# INFORMATION SUPPLIED:
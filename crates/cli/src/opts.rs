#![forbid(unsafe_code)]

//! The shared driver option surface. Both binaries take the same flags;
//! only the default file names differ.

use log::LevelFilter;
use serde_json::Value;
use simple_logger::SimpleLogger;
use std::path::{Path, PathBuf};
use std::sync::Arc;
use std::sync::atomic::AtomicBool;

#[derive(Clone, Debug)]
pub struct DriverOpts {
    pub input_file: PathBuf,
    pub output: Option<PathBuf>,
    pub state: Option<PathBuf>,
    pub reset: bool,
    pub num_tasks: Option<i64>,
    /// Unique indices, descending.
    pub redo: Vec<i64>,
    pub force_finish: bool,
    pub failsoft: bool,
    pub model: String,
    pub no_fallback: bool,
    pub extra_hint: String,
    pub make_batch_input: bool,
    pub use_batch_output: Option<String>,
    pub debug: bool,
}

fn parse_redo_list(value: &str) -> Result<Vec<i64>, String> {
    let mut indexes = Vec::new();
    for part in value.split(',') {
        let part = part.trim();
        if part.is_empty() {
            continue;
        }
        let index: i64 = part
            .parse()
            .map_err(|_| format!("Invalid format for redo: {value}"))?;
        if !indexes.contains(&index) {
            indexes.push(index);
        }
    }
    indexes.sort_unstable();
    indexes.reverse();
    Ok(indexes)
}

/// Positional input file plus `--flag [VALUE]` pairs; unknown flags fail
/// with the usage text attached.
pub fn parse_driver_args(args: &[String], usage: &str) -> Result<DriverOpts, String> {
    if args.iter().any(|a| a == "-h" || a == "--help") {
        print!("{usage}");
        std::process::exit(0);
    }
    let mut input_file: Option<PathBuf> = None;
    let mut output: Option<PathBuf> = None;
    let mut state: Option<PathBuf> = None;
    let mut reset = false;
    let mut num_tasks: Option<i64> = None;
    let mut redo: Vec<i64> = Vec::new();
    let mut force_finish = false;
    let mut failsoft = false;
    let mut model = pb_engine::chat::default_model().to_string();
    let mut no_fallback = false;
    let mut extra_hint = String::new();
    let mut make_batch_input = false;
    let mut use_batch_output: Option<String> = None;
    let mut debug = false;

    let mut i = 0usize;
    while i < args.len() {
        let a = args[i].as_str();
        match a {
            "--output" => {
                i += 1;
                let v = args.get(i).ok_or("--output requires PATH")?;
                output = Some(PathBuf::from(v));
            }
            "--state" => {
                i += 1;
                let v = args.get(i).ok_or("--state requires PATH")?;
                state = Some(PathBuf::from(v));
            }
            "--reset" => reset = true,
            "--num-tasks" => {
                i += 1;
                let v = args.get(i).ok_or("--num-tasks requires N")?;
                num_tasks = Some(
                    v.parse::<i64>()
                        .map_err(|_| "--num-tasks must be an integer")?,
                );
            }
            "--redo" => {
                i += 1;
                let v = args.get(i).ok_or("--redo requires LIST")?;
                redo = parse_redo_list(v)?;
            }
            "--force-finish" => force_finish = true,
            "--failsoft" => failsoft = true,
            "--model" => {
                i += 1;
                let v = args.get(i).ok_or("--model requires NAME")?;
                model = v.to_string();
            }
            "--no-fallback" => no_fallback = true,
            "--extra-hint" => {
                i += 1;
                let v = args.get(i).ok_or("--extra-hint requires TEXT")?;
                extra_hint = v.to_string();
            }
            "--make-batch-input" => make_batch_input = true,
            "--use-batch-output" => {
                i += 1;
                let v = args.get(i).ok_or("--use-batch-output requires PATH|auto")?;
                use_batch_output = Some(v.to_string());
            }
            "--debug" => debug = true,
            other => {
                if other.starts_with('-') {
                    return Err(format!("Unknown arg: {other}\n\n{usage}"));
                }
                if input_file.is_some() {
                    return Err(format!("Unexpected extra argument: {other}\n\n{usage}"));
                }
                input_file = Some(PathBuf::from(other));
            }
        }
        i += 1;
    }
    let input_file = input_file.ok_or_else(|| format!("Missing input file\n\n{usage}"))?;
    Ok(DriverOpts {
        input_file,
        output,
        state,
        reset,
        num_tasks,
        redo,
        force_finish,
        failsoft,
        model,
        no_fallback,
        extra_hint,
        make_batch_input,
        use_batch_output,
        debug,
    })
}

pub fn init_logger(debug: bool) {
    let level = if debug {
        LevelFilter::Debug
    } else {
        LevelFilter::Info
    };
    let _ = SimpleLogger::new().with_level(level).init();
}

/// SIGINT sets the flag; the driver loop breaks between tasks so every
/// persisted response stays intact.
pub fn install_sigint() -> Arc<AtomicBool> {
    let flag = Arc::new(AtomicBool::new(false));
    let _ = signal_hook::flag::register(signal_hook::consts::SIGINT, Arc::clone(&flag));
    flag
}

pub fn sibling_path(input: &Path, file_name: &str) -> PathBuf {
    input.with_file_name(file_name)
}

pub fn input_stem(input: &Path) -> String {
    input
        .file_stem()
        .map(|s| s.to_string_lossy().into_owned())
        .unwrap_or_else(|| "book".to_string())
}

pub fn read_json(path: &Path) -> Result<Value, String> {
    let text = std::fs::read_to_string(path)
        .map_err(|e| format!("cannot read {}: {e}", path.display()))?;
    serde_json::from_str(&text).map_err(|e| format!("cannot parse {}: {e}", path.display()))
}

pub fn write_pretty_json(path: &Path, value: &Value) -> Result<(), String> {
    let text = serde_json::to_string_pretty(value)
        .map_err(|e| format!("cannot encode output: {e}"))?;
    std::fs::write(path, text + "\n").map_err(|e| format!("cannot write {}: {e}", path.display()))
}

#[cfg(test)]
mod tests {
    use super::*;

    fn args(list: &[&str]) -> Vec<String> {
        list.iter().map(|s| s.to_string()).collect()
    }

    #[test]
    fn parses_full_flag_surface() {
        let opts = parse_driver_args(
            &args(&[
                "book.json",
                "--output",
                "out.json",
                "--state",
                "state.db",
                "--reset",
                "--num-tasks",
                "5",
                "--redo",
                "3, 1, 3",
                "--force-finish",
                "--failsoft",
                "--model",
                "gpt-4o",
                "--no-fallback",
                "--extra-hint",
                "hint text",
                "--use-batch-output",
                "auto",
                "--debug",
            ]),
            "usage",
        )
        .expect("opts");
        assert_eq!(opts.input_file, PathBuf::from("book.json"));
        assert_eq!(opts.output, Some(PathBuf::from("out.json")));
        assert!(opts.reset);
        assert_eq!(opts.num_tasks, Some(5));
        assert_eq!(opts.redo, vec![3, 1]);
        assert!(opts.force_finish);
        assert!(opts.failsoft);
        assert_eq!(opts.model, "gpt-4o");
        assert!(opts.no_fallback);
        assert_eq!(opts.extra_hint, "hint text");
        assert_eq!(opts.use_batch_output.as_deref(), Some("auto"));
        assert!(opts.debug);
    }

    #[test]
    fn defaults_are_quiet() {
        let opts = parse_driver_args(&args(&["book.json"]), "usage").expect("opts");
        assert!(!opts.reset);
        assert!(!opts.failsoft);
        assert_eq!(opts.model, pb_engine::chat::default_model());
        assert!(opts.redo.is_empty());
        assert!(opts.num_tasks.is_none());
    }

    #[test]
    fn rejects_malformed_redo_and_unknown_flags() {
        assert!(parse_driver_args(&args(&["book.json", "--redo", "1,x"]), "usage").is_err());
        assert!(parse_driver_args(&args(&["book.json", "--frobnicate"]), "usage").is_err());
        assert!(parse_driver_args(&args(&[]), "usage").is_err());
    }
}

# WHAT THE TASK REQUIRES:
Wherever a line of the entries holds the string "reset", copy that line.

# RESPONSE TO THE EXERCISE:
    pub reset: bool,
    let mut reset = false;
            "--reset" => reset = true,
        reset,
                "--reset",
        assert!(opts.reset);
        assert!(!opts.reset);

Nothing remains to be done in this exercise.